(Records drawn from a dataset)
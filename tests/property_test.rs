//! Generated-input tests for ordering, arithmetic and subnet invariants.

use cidr_math::{Address, AddressError, NetworkAddress};
use num_bigint::BigInt;
use proptest::prelude::*;
use std::cmp::Ordering;
use std::net::{Ipv4Addr, Ipv6Addr};

fn v4() -> impl Strategy<Value = Address> {
    any::<u32>().prop_map(Address::v4)
}

fn v6() -> impl Strategy<Value = Address> {
    any::<u128>().prop_map(Address::v6)
}

fn v4_net() -> impl Strategy<Value = NetworkAddress> {
    (v4(), 0..=32i32).prop_map(|(addr, prefix)| {
        NetworkAddress::new(addr, prefix).expect("prefix in range")
    })
}

fn v6_net() -> impl Strategy<Value = NetworkAddress> {
    (v6(), 0..=128i32).prop_map(|(addr, prefix)| {
        NetworkAddress::new(addr, prefix).expect("prefix in range")
    })
}

fn check_total_order(a: &Address, b: &Address, c: &Address) -> Result<(), TestCaseError> {
    prop_assert_eq!(a.compare_to(a).unwrap(), Ordering::Equal);

    let ab = a.compare_to(b).unwrap();
    prop_assert_eq!(b.compare_to(a).unwrap(), ab.reverse());

    let bc = b.compare_to(c).unwrap();
    if ab != Ordering::Greater && bc != Ordering::Greater {
        prop_assert_ne!(a.compare_to(c).unwrap(), Ordering::Greater);
    }
    if ab == Ordering::Less && bc == Ordering::Less {
        prop_assert_eq!(a.compare_to(c).unwrap(), Ordering::Less);
    }
    Ok(())
}

proptest! {
    #[test]
    fn test_v4_compare_matches_magnitude(a in any::<u32>(), b in any::<u32>()) {
        prop_assert_eq!(Address::v4(a).compare_to(&Address::v4(b)).unwrap(), a.cmp(&b));
    }

    #[test]
    fn test_v6_compare_matches_magnitude(a in any::<u128>(), b in any::<u128>()) {
        prop_assert_eq!(Address::v6(a).compare_to(&Address::v6(b)).unwrap(), a.cmp(&b));
    }

    #[test]
    fn test_v4_total_order(a in v4(), b in v4(), c in v4()) {
        check_total_order(&a, &b, &c)?;
    }

    #[test]
    fn test_v6_total_order(a in v6(), b in v6(), c in v6()) {
        check_total_order(&a, &b, &c)?;
    }

    #[test]
    fn test_v4_add_subtract_inverse(a in any::<u32>(), b in any::<u32>()) {
        let (addr, offset) = (Address::v4(a), Address::v4(b));
        match a.checked_add(b) {
            Some(sum) => {
                let added = addr.add_address(&offset).unwrap();
                prop_assert_eq!(added, Address::v4(sum));
                prop_assert_eq!(added.subtract_address(&offset).unwrap(), addr);
            }
            None => prop_assert!(matches!(
                addr.add_address(&offset),
                Err(AddressError::ArithmeticRange(_))
            )),
        }
    }

    #[test]
    fn test_v6_add_subtract_inverse(a in any::<u128>(), b in any::<u128>()) {
        let (addr, offset) = (Address::v6(a), Address::v6(b));
        match a.checked_add(b) {
            Some(sum) => {
                let added = addr.add_address(&offset).unwrap();
                prop_assert_eq!(added, Address::v6(sum));
                prop_assert_eq!(added.subtract_address(&offset).unwrap(), addr);
            }
            None => prop_assert!(matches!(
                addr.add_address(&offset),
                Err(AddressError::ArithmeticRange(_))
            )),
        }
    }

    #[test]
    fn test_bitwise_identities(a in prop_oneof![v4(), v6()]) {
        let zero = a.bitwise_xor(&a).unwrap();
        prop_assert_eq!(a.bitwise_and(&a).unwrap(), a);
        prop_assert_eq!(a.bitwise_or(&a).unwrap(), a);
        prop_assert_eq!(zero.bitwise_or(&a).unwrap(), a);
        prop_assert_eq!(zero.bitwise_not().bitwise_and(&a).unwrap(), a);
        prop_assert_eq!(a.bitwise_not().bitwise_not(), a);
    }

    #[test]
    fn test_v4_text_round_trip(bits in any::<u32>()) {
        let addr = Address::v4(bits);
        prop_assert_eq!(addr.to_string(), Ipv4Addr::from(bits).to_string());
        prop_assert_eq!(Address::parse(&addr.to_string()).unwrap(), addr);
    }

    #[test]
    fn test_v6_text_round_trip(bits in any::<u128>()) {
        let addr = Address::v6(bits);
        prop_assert_eq!(Address::parse(&addr.to_string()).unwrap(), addr);
        // std renders compressed and IPv4-mapped forms
        let compressed = Ipv6Addr::from(bits).to_string();
        prop_assert_eq!(Address::parse(&compressed).unwrap(), addr);
    }

    #[test]
    fn test_network_range(n in prop_oneof![v4_net(), v6_net()]) {
        let (start, end) = (n.network_start(), n.network_end());
        prop_assert!(start <= n.address() && n.address() <= end);
        prop_assert!(n.encloses_address(&n.address()).unwrap());
        prop_assert_eq!(start.add(BigInt::from(n.address_count()) - 1).unwrap(), end);
        prop_assert!(n.network_identifier().is_network_identifier());
        prop_assert_eq!(n.network_identifier().network_end(), end);
        prop_assert_eq!(n.address_in_network(0, None).unwrap(), start);
        prop_assert_eq!(n.address_in_network(0, Some(false)).unwrap(), end);
    }

    #[test]
    fn test_v4_shares_subnet_space_symmetric(a in v4_net(), b in v4_net()) {
        let forward = a.shares_subnet_space(&b).unwrap();
        prop_assert_eq!(forward, b.shares_subnet_space(&a).unwrap());
        if a.prefix_length() <= b.prefix_length() {
            prop_assert_eq!(a.encloses_subnet(&b).unwrap(), forward);
        }
    }

    #[test]
    fn test_v6_shares_subnet_space_symmetric(a in v6_net(), b in v6_net()) {
        prop_assert_eq!(a.shares_subnet_space(&b).unwrap(), b.shares_subnet_space(&a).unwrap());
    }
}
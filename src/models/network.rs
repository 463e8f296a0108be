//! CIDR network address: a host [`Address`] paired with a prefix length.
//!
//! The address need not be the network identifier; `192.168.1.100/24` is a
//! valid value describing that host's place in `192.168.1.0/24`. All derived
//! values (mask, start, end) are computed on demand.

use super::{Address, Family};
use crate::error::{AddressError, Result};
use num_bigint::{BigInt, BigUint, Sign};
use serde::de;
use serde::{Deserialize, Deserializer, Serialize};
use std::cmp::Ordering;
use std::fmt;
use std::str::FromStr;

/// IPv4 or IPv6 network in CIDR notation.
#[derive(Debug, Copy, Clone, PartialEq, Eq, PartialOrd, Ord, Hash)]
pub struct NetworkAddress {
    address: Address,
    prefix: u8,
}

impl NetworkAddress {
    /// Create a network from an address and prefix length.
    ///
    /// # Errors
    /// [`AddressError::InvalidPrefix`] unless `0 <= prefix <= max_prefix` for
    /// the address family.
    pub fn new(address: Address, prefix: i32) -> Result<NetworkAddress> {
        let max = address.family().max_prefix();
        match u8::try_from(prefix) {
            Ok(prefix) if prefix <= max => Ok(NetworkAddress { address, prefix }),
            _ => {
                log::debug!(
                    "Prefix {prefix} out of range 0..={max} for {}",
                    address.family()
                );
                Err(AddressError::InvalidPrefix(format!("{address}/{prefix}")))
            }
        }
    }

    /// Create a network from text.
    ///
    /// Without `prefix`, `text` must be `"<address>/<digits>"`. With `prefix`,
    /// `text` is the bare address.
    ///
    /// # Examples
    /// ```
    /// use cidr_math::models::NetworkAddress;
    /// let net = NetworkAddress::factory("10.0.0.0/8", None).unwrap();
    /// assert_eq!(net, NetworkAddress::factory("10.0.0.0", Some(8)).unwrap());
    /// ```
    pub fn factory(text: &str, prefix: Option<i32>) -> Result<NetworkAddress> {
        let (address, prefix) = match prefix {
            Some(prefix) => (text, prefix),
            None => {
                let (address, suffix) = text.split_once('/').ok_or_else(|| {
                    log::debug!("Missing CIDR notation on '{text}'");
                    AddressError::Parse(text.to_string())
                })?;
                (address, parse_prefix(text, suffix)?)
            }
        };
        NetworkAddress::new(Address::parse(address)?, prefix)
    }

    /// Mask with the top `prefix` bits set for the given family.
    ///
    /// # Examples
    /// ```
    /// use cidr_math::{Address, Family, NetworkAddress};
    /// let mask = NetworkAddress::generate_subnet_mask(Family::V4, 24).unwrap();
    /// assert_eq!(mask, Address::parse("255.255.255.0").unwrap());
    /// assert!(NetworkAddress::generate_subnet_mask(Family::V4, 33).is_err());
    /// ```
    pub fn generate_subnet_mask(family: Family, prefix: u8) -> Result<Address> {
        if prefix > family.max_prefix() {
            log::debug!("Mask prefix {prefix} too long for {family}");
            return Err(AddressError::InvalidPrefix(format!("{family}/{prefix}")));
        }
        Ok(NetworkAddress::mask_for(family, prefix))
    }

    /// Mask for a prefix already known to be in range.
    fn mask_for(family: Family, prefix: u8) -> Address {
        Address::from_bits(family, family.mask_bits(prefix))
    }

    /// The all-ones address of the family.
    pub fn global_netmask(family: Family) -> Address {
        Address::from_bits(family, family.max_bits())
    }

    /// The host address the network was built from.
    pub const fn address(&self) -> Address {
        self.address
    }

    /// CIDR prefix length.
    pub const fn prefix_length(&self) -> u8 {
        self.prefix
    }

    /// Family of the network's address.
    pub const fn family(&self) -> Family {
        self.address.family()
    }

    /// Longest prefix for this family (32 or 128).
    pub const fn max_prefix(&self) -> u8 {
        self.family().max_prefix()
    }

    /// Mask for this network's prefix, same as
    /// [`generate_subnet_mask`](NetworkAddress::generate_subnet_mask).
    pub fn subnet_mask(&self) -> Address {
        // prefix was range-checked in `new`
        NetworkAddress::mask_for(self.family(), self.prefix)
    }

    /// Lowest address in the network.
    pub fn network_start(&self) -> Address {
        self.address.combine(&self.subnet_mask(), |addr, mask| addr & mask)
    }

    /// Highest address in the network.
    ///
    /// Sets the host bits of `address` directly, so it holds whether or not
    /// `address` is the network identifier.
    pub fn network_end(&self) -> Address {
        let global = NetworkAddress::global_netmask(self.family());
        self.subnet_mask()
            .combine(&global, |mask, all| mask ^ all)
            .combine(&self.address, |host, addr| host | addr)
    }

    /// Number of addresses in the network, `2^(max_prefix - prefix)`.
    pub fn address_count(&self) -> BigUint {
        BigUint::from(1u8) << usize::from(self.max_prefix() - self.prefix)
    }

    /// The address `offset` positions into the network.
    ///
    /// `from_start` defaults to the sign of `offset`: a non-negative offset
    /// counts up from the start, a negative one counts down from the end.
    /// Counting up happens only from the start with a non-negative offset;
    /// every other combination subtracts `|offset|` from the chosen end.
    ///
    /// # Errors
    /// [`AddressError::ArithmeticRange`] if the result leaves the family's
    /// address space. Landing outside the network itself is not an error.
    pub fn address_in_network(
        &self,
        offset: impl Into<BigInt>,
        from_start: Option<bool>,
    ) -> Result<Address> {
        let offset: BigInt = offset.into();
        let positive = offset.sign() != Sign::Minus;
        let from_start = from_start.unwrap_or(positive);

        let point = if from_start {
            self.network_start()
        } else {
            self.network_end()
        };

        let magnitude = BigInt::from(offset.magnitude().clone());
        if positive && from_start {
            point.add(magnitude)
        } else {
            point.subtract(magnitude)
        }
    }

    /// Whether the address is the network start.
    pub fn is_network_identifier(&self) -> bool {
        self.address == self.network_start()
    }

    /// This network re-expressed with its start address.
    pub fn network_identifier(&self) -> NetworkAddress {
        NetworkAddress {
            address: self.network_start(),
            prefix: self.prefix,
        }
    }

    fn check_types(&self, other: &NetworkAddress) -> Result<()> {
        if self.family() != other.family() {
            log::debug!("Incompatible networks {self} and {other}");
            return Err(AddressError::TypeMismatch {
                left: self.to_string(),
                right: other.to_string(),
            });
        }
        Ok(())
    }

    /// Whether the network with the longer prefix lies entirely inside the
    /// one with the shorter prefix.
    ///
    /// The operands are ordered by prefix first, so the answer does not
    /// depend on which side is the receiver. Equal-prefix networks only match
    /// when they cover the same range.
    pub fn shares_subnet_space(&self, other: &NetworkAddress) -> Result<bool> {
        self.check_types(other)?;

        let (first, other) = if self.prefix > other.prefix {
            (other, self)
        } else {
            (self, other)
        };

        Ok(first.network_start() <= other.network_start()
            && first.network_end() >= other.network_end())
    }

    /// Whether `other` lies inside this network.
    pub fn encloses_subnet(&self, other: &NetworkAddress) -> Result<bool> {
        self.check_types(other)?;

        if self.prefix > other.prefix {
            return Ok(false);
        }
        self.shares_subnet_space(other)
    }

    /// Whether `ip` falls between the network start and end, inclusive.
    pub fn encloses_address(&self, ip: &Address) -> Result<bool> {
        if self.family() != ip.family() {
            log::debug!("Incompatible network {self} and address {ip}");
            return Err(AddressError::TypeMismatch {
                left: self.to_string(),
                right: ip.to_string(),
            });
        }
        Ok(self.network_start() <= *ip && *ip <= self.network_end())
    }

    /// Compare by address first, then by prefix length.
    pub fn compare_to(&self, other: &NetworkAddress) -> Result<Ordering> {
        self.check_types(other)?;
        Ok(self
            .address
            .compare_to(&other.address)?
            .then(self.prefix.cmp(&other.prefix)))
    }

    /// The network that starts right after this one.
    ///
    /// `prefix` picks the size of the result (defaults to this network's).
    /// Moving to a smaller network starts after this network's end; an equal
    /// or larger one starts after the end of the enclosing network of that
    /// size.
    ///
    /// # Errors
    /// [`AddressError::ArithmeticRange`] past the top of the address space,
    /// [`AddressError::InvalidPrefix`] if `prefix` is too long.
    pub fn next_network(&self, prefix: Option<u8>) -> Result<NetworkAddress> {
        let new_prefix = i32::from(prefix.unwrap_or(self.prefix));
        let anchor = if new_prefix <= i32::from(self.prefix) {
            self.address
        } else {
            // smaller subnet
            self.network_end()
        };
        let current = NetworkAddress::new(anchor, new_prefix)?;
        let start = current.network_end().add(1)?;
        log::trace!("next_network({self}, /{new_prefix}) starts at {start}");
        NetworkAddress::new(start, new_prefix)
    }
}

/// Parse the CIDR suffix; only ASCII digits are accepted.
fn parse_prefix(text: &str, suffix: &str) -> Result<i32> {
    if suffix.is_empty() || !suffix.bytes().all(|b| b.is_ascii_digit()) {
        log::debug!("Malformed CIDR suffix '{suffix}' in '{text}'");
        return Err(AddressError::Parse(text.to_string()));
    }
    // all digits, so the only failure left is a value too large for any family
    suffix
        .parse()
        .map_err(|_| AddressError::InvalidPrefix(text.to_string()))
}

impl fmt::Display for NetworkAddress {
    fn fmt(&self, f: &mut fmt::Formatter) -> fmt::Result {
        write!(f, "{}/{}", self.address, self.prefix)
    }
}

impl FromStr for NetworkAddress {
    type Err = AddressError;

    fn from_str(s: &str) -> Result<NetworkAddress> {
        NetworkAddress::factory(s, None)
    }
}

impl Serialize for NetworkAddress {
    fn serialize<S>(&self, serializer: S) -> std::result::Result<S::Ok, S::Error>
    where
        S: serde::ser::Serializer,
    {
        serializer.serialize_str(&self.to_string())
    }
}

impl<'de> Deserialize<'de> for NetworkAddress {
    fn deserialize<D>(deserializer: D) -> std::result::Result<NetworkAddress, D::Error>
    where
        D: Deserializer<'de>,
    {
        let s = String::deserialize(deserializer)?;
        NetworkAddress::factory(&s, None).map_err(de::Error::custom)
    }
}
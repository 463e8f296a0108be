//! Error type shared by the address and network models.

use thiserror::Error;

/// Failures raised while parsing or combining addresses and networks.
///
/// Every variant carries the offending input so callers can report it
/// without poking at internal state.
#[derive(Debug, Clone, PartialEq, Eq, Error)]
pub enum AddressError {
    /// Text that does not match the address or CIDR grammar.
    #[error("Unable to parse '{0}'")]
    Parse(String),
    /// Prefix length outside `0..=max` for the resolved family.
    #[error("Invalid CIDR '{0}'")]
    InvalidPrefix(String),
    /// Operation between values of different address families.
    #[error("Incompatible types ('{left}' and '{right}')")]
    TypeMismatch { left: String, right: String },
    /// Arithmetic result that does not fit the family bit width.
    #[error("Result out of range: {0}")]
    ArithmeticRange(String),
}

pub type Result<T> = std::result::Result<T, AddressError>;
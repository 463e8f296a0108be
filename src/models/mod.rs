//! Address and network value types.
//!
//! - [`Address`] - IPv4/IPv6 host address with bitwise and arithmetic operations
//! - [`NetworkAddress`] - address plus CIDR prefix, with subnet math
//! - [`Family`] - the address family tag
//!
//! The per-family grammars stay private; values only cross the crate boundary
//! as [`Address`] and [`NetworkAddress`].
//!
//! ```compile_fail
//! let bits: u32 = cidr_math::models::ipv4::parse("10.0.0.1").unwrap();
//! ```

mod address;
mod family;
mod ipv4;
mod ipv6;
mod network;

// Re-export public types
pub use address::Address;
pub use family::Family;
pub use network::NetworkAddress;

→ **The problem**
Report how many lines above include "after". Nothing else.

→ **Answer to this exercise**
3